Конде глянул на дежурного лейтенанта — тот, казалось, окончательно ошалел среди вороха бумаг, непрекращающихся телефонных звонков и постоянных разговоров — и вдруг почувствовал, как у него увлажнились ладони: уже во второй раз Фабрисио говорит что-то подобное. Нет, сказал себе Конде, я не собираюсь терпеть его подначки. Несколько месяцев назад майор Ранхель отстранил Фабрисио от расследования серии ограблений в гостиницах Гаваны и назначил вместо него Конде, который только что успешно завершил следствие по другому делу. Марио попытался отвертеться, но не вышло — Дед уперся намертво: «Тянуть с этим больше нельзя!» Пришлось извиняться перед Фабрисио, объяснять, что начальство, мол, так решило, деваться некуда. Через несколько дней после задержания воров Конде заговорил с лейтенантом о ходе расследования, но тот перебил его, заявив: «Рад за тебя, Конде, теперь, не иначе, получишь от майора горячий поцелуй и все такое прочее». Конде тогда с трудом проглотил оскорбление и постарался простить лейтенанту обиду. Но сейчас в нем проснулся скрытый в подсознании инстинкт — он ведь родился в отнюдь не тихом районе, там привыкли защищать свою честь кулаками, а если позволишь кому-то хоть на секунду усомниться в том, что ты настоящий мужчина, то навеки покроешь себя позором и презрением. Ну нет, в его возрасте негоже оставлять без ответа подобные выпады. Конде уже поднял палец, готовясь произнести речь, но сдержался и подождал, пока рядом не будет посторонних. Потом оперся обеими руками на стол дежурного, пригнул голову, чтобы лицо оказалось вровень с лицом Фабрисио, и процедил:
— Если у тебя зудит, так и скажи. Я тебе почешу — когда захочешь, где захочешь и сколько захочешь. Понял? — после чего выпрямился и пошел прочь, чувствуя спиной молнии, что посылали ему вслед глаза лейтенанта. И зачем, спрашивается, человеку нарываться на неприятности?
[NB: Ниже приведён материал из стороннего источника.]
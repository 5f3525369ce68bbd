//! UI rendering for the review TUI

use ratatui::{
    prelude::*,
    widgets::{Block, Borders, Gauge, Paragraph, Wrap},
};

use super::app::{App, Phase};

/// Main draw function
pub fn draw(frame: &mut Frame, app: &App) {
    let area = frame.area();

    if app.is_empty() {
        let done = Paragraph::new("Nothing due. You're done for today. ✨\n\n(press any key)")
            .style(Style::default().fg(Color::Green))
            .alignment(Alignment::Center);
        frame.render_widget(done, area);
        return;
    }

    let layout = Layout::vertical([
        Constraint::Length(1), // header
        Constraint::Length(4), // prompt
        Constraint::Length(3), // input
        Constraint::Length(1), // progress
        Constraint::Length(2), // feedback
        Constraint::Length(1), // key hints
    ])
    .split(area);

    draw_header(frame, app, layout[0]);
    draw_prompt(frame, app, layout[1]);
    draw_input(frame, app, layout[2]);
    draw_progress(frame, app, layout[3]);
    draw_feedback(frame, app, layout[4]);
    draw_hints(frame, app, layout[5]);
}

fn draw_header(frame: &mut Frame, app: &App, area: Rect) {
    let Some(card) = app.current() else {
        return;
    };
    let header = format!(
        " memento │ [{}/{}] box {} │ Tags: {}",
        app.idx + 1,
        app.cards.len(),
        card.box_level,
        card.tags.join(", ")
    );
    frame.render_widget(
        Paragraph::new(header).style(Style::default().bg(Color::Blue).fg(Color::White).bold()),
        area,
    );
}

fn draw_prompt(frame: &mut Frame, app: &App, area: Rect) {
    let Some(card) = app.current() else {
        return;
    };
    let prompt = Paragraph::new(card.prompt.clone())
        .style(Style::default().fg(Color::Magenta))
        .wrap(Wrap { trim: false })
        .block(Block::default().borders(Borders::NONE).padding(
            ratatui::widgets::Padding::new(1, 1, 1, 0),
        ));
    frame.render_widget(prompt, area);
}

fn draw_input(frame: &mut Frame, app: &App, area: Rect) {
    let (text, style) = if app.input.is_empty() && app.phase == Phase::Answering {
        (
            "your answer (flag/word)".to_string(),
            Style::default().fg(Color::DarkGray),
        )
    } else {
        (app.input.clone(), Style::default().fg(Color::White))
    };
    let input = Paragraph::new(text)
        .style(style)
        .block(Block::default().borders(Borders::ALL).title(" answer "));
    frame.render_widget(input, area);
}

fn draw_progress(frame: &mut Frame, app: &App, area: Rect) {
    let gauge = Gauge::default()
        .gauge_style(Style::default().fg(Color::Cyan).bg(Color::DarkGray))
        .ratio(app.progress())
        .label(format!("{}/{}", app.idx, app.cards.len()));
    frame.render_widget(gauge, area);
}

fn draw_feedback(frame: &mut Frame, app: &App, area: Rect) {
    let Some(feedback) = &app.feedback else {
        return;
    };
    let style = match app.phase {
        Phase::Checked { correct: true } => Style::default().fg(Color::Green),
        Phase::Checked { correct: false } => Style::default().fg(Color::Red),
        Phase::Answering => Style::default(),
    };
    frame.render_widget(
        Paragraph::new(feedback.clone())
            .style(style)
            .wrap(Wrap { trim: false }),
        area,
    );
}

fn draw_hints(frame: &mut Frame, app: &App, area: Rect) {
    let hints = match app.phase {
        Phase::Answering => "(enter=check, ctrl-c=quit)",
        Phase::Checked { .. } => "(n=next, q=quit)",
    };
    frame.render_widget(
        Paragraph::new(hints).style(Style::default().fg(Color::DarkGray)),
        area,
    );
}
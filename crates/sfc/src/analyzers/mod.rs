mod pattern;

pub use pattern::{PatternAnalyzer, DEFAULT_EXTENSION};

use crate::descriptor::Result;
use crate::types::{SourceUnit, UnitFacts};

/// 组件分析器 trait
///
/// 存储、解析、渲染只依赖 `UnitFacts`，可以换成基于语法树的实现
pub trait UnitAnalyzer {
    /// 提取单个组件的结构信息
    fn analyze(&self, unit: &SourceUnit) -> Result<UnitFacts>;

    /// 组件文件后缀，如 `.vue`
    fn file_extension(&self) -> &str;

    /// 该路径是否需要分析
    fn accepts(&self, path: &str) -> bool {
        path.ends_with(self.file_extension())
    }
}
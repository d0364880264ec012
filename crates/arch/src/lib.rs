//! arch - 组件架构图
//!
//! 组件关系存储、关系解析、Mermaid 图生成

mod mermaid;
mod resolver;
mod session;
mod store;
mod tree;

pub use mermaid::MermaidGenerator;
pub use resolver::{resolve, ResolveStats};
pub use session::{ArchError, DiagramSession, Phase, Result, SkippedUnit};
pub use store::{ComponentRecord, GraphStore};
pub use tree::{TreeDirection, TreeNode};
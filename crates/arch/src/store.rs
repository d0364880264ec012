use indexmap::{IndexMap, IndexSet};
use serde::Serialize;
use sfc::{Condition, PendingCondition, UnitFacts};

/// 组件记录
#[derive(Debug, Clone, Default, PartialEq, Eq, Serialize)]
pub struct ComponentRecord {
    pub name: String,
    /// 占位记录未被回填时为空
    pub source_path: String,
    /// 引用的子组件 (首次出现顺序)
    pub children: Vec<String>,
    /// composable 调用，每次出现一条
    pub auxiliary_usages: Vec<String>,
    /// 只由 resolver 填充
    pub used_by: IndexSet<String>,
    /// 子组件名 (规范名和原始标签名) -> 渲染条件
    pub conditional_children: IndexMap<String, Condition>,
}

impl ComponentRecord {
    /// 只有名字的占位记录
    pub fn placeholder(name: &str) -> Self {
        Self {
            name: name.to_string(),
            ..Self::default()
        }
    }

    pub fn from_facts(facts: &UnitFacts) -> Self {
        Self {
            name: facts.identity.name.clone(),
            source_path: facts.identity.relative_path.clone(),
            children: facts.children.clone(),
            auxiliary_usages: facts.auxiliary_usages.clone(),
            used_by: IndexSet::new(),
            conditional_children: IndexMap::new(),
        }
    }

    pub fn is_root(&self) -> bool {
        self.used_by.is_empty()
    }

    pub fn is_placeholder(&self) -> bool {
        self.source_path.is_empty()
    }

    pub fn condition_for(&self, child: &str) -> Option<&Condition> {
        self.conditional_children.get(child)
    }
}

/// 组件名 -> 记录，保持首次插入顺序
#[derive(Debug, Default)]
pub struct GraphStore {
    records: IndexMap<String, ComponentRecord>,
    pending_conditions: Vec<PendingCondition>,
}

impl GraphStore {
    pub fn new() -> Self {
        Self::default()
    }

    /// 合并单个组件的分析结果
    pub fn ingest(&mut self, facts: UnitFacts) {
        let name = facts.identity.name.clone();

        // 同一组件以最新一次分析为准
        self.pending_conditions.retain(|p| p.parent != name);

        for pending in &facts.conditions {
            self.ensure_placeholder(&pending.child);
        }
        self.pending_conditions.extend(facts.conditions.iter().cloned());

        self.insert(ComponentRecord::from_facts(&facts));
    }

    /// 插入或覆盖记录，保留已有的 `used_by`
    pub fn insert(&mut self, record: ComponentRecord) {
        match self.records.get_mut(&record.name) {
            Some(existing) => {
                if !existing.is_placeholder()
                    && !record.is_placeholder()
                    && existing.source_path != record.source_path
                {
                    tracing::warn!(
                        "Component {} defined twice: {} replaces {}",
                        record.name,
                        record.source_path,
                        existing.source_path
                    );
                }
                existing.source_path = record.source_path;
                existing.children = record.children;
                existing.auxiliary_usages = record.auxiliary_usages;
                existing.conditional_children = record.conditional_children;
            }
            None => {
                self.records.insert(record.name.clone(), record);
            }
        }
    }

    /// 为前向引用创建占位记录，返回是否新建
    pub fn ensure_placeholder(&mut self, name: &str) -> bool {
        if self.records.contains_key(name) {
            return false;
        }
        self.records
            .insert(name.to_string(), ComponentRecord::placeholder(name));
        true
    }

    pub fn get(&self, name: &str) -> Option<&ComponentRecord> {
        self.records.get(name)
    }

    pub(crate) fn get_mut(&mut self, name: &str) -> Option<&mut ComponentRecord> {
        self.records.get_mut(name)
    }

    pub fn contains(&self, name: &str) -> bool {
        self.records.contains_key(name)
    }

    pub fn len(&self) -> usize {
        self.records.len()
    }

    pub fn is_empty(&self) -> bool {
        self.records.is_empty()
    }

    /// 按插入顺序遍历
    pub fn records(&self) -> impl Iterator<Item = &ComponentRecord> {
        self.records.values()
    }

    pub fn names(&self) -> impl Iterator<Item = &str> {
        self.records.keys().map(String::as_str)
    }

    pub fn pending_conditions(&self) -> &[PendingCondition] {
        &self.pending_conditions
    }

    /// 根组件 (没有被其他组件使用)
    pub fn roots(&self) -> Vec<&ComponentRecord> {
        self.records().filter(|r| r.is_root()).collect()
    }

    /// 子组件不存在的 `(parent, child)` 引用
    pub fn dangling_references(&self) -> Vec<(&str, &str)> {
        self.records()
            .flat_map(|r| {
                r.children
                    .iter()
                    .filter(|c| !self.contains(c))
                    .map(move |c| (r.name.as_str(), c.as_str()))
            })
            .collect()
    }

    /// 先精确匹配，再忽略大小写匹配
    pub fn find(&self, name: &str) -> Option<&ComponentRecord> {
        self.get(name).or_else(|| {
            self.records()
                .find(|r| r.name.eq_ignore_ascii_case(name))
        })
    }
}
Вот гад, все утро испоганил, мрачно подытожил Конде. Дожидаться лифта уже не было желания и терпения, и он на одном дыхании взбежал по лестнице на седьмой этаж. Таблетки дуралгина возобновили свое брожение в желудке, и Конде стало ясно, что эта история с Фабрисио добром не кончится. Ну и черт с ним, сам напросился, мысленно махнул он рукой и вошел в приемную перед кабинетом майора Ранхеля.
Маручи подняла на него глаза и приветливо кивнула, не переставая трещать на пишущей машинке.
— Какие дела, красотка? — спросил Конде, подходя к столу секретарши.
— Он за тобой еще рано утром посылал, но тебя уже дома не было, — ответила девушка, указав головой на дверь в кабинет начальника. — Точно не знаю, но, кажется, дело серьезное.
Конде вздохнул и закурил; его передергивало, когда майор заговаривал о «серьезных делах», спущенных сверху. Так что, Конде, ты уж постарайся! Однако на этот раз шеф не заставит его работать вместо другого следователя, пусть хоть со службы гонит. Конде поправил пистолет, так и норовящий выскользнуть из-под ремня джинсов — особенно теперь, когда он отощал непонятно почему, — и закрыл рукой лист бумаги, с которого перепечатывала что-то секретарша Деда.
— Маручи, скажи, как ты ко мне относишься?
Девушка посмотрела на него с улыбкой:
— Хочешь подстраховаться, прежде чем сделать мне предложение?
Теперь и Конде улыбнулся собственной неуклюжести:
— Нет, просто я сам себя не переношу. — И костяшками пальцев постучал по дверной филенке из непрозрачного стекла.
— Давай, давай, заходи!
Майор Ранхель курил сигару, и по запаху Конде понял, что для Деда сегодня не самый лучший день: разило дешевой пересушенной бревой
[2]
из тех, что по шестьдесят сентаво за штуку, а значит, способной совершенно испортить настроение начальнику полицейского управления. Но, несмотря на дурной табак и зловонный дым, от которого хотелось поморщиться, Конде с невольным уважением окинул взглядом атлетическую фигуру своего начальника в полицейском мундире, оттеняющем загорелое лицо завзятого игрока в сквош и любителя плавания. Не теряет спортивной формы, черт!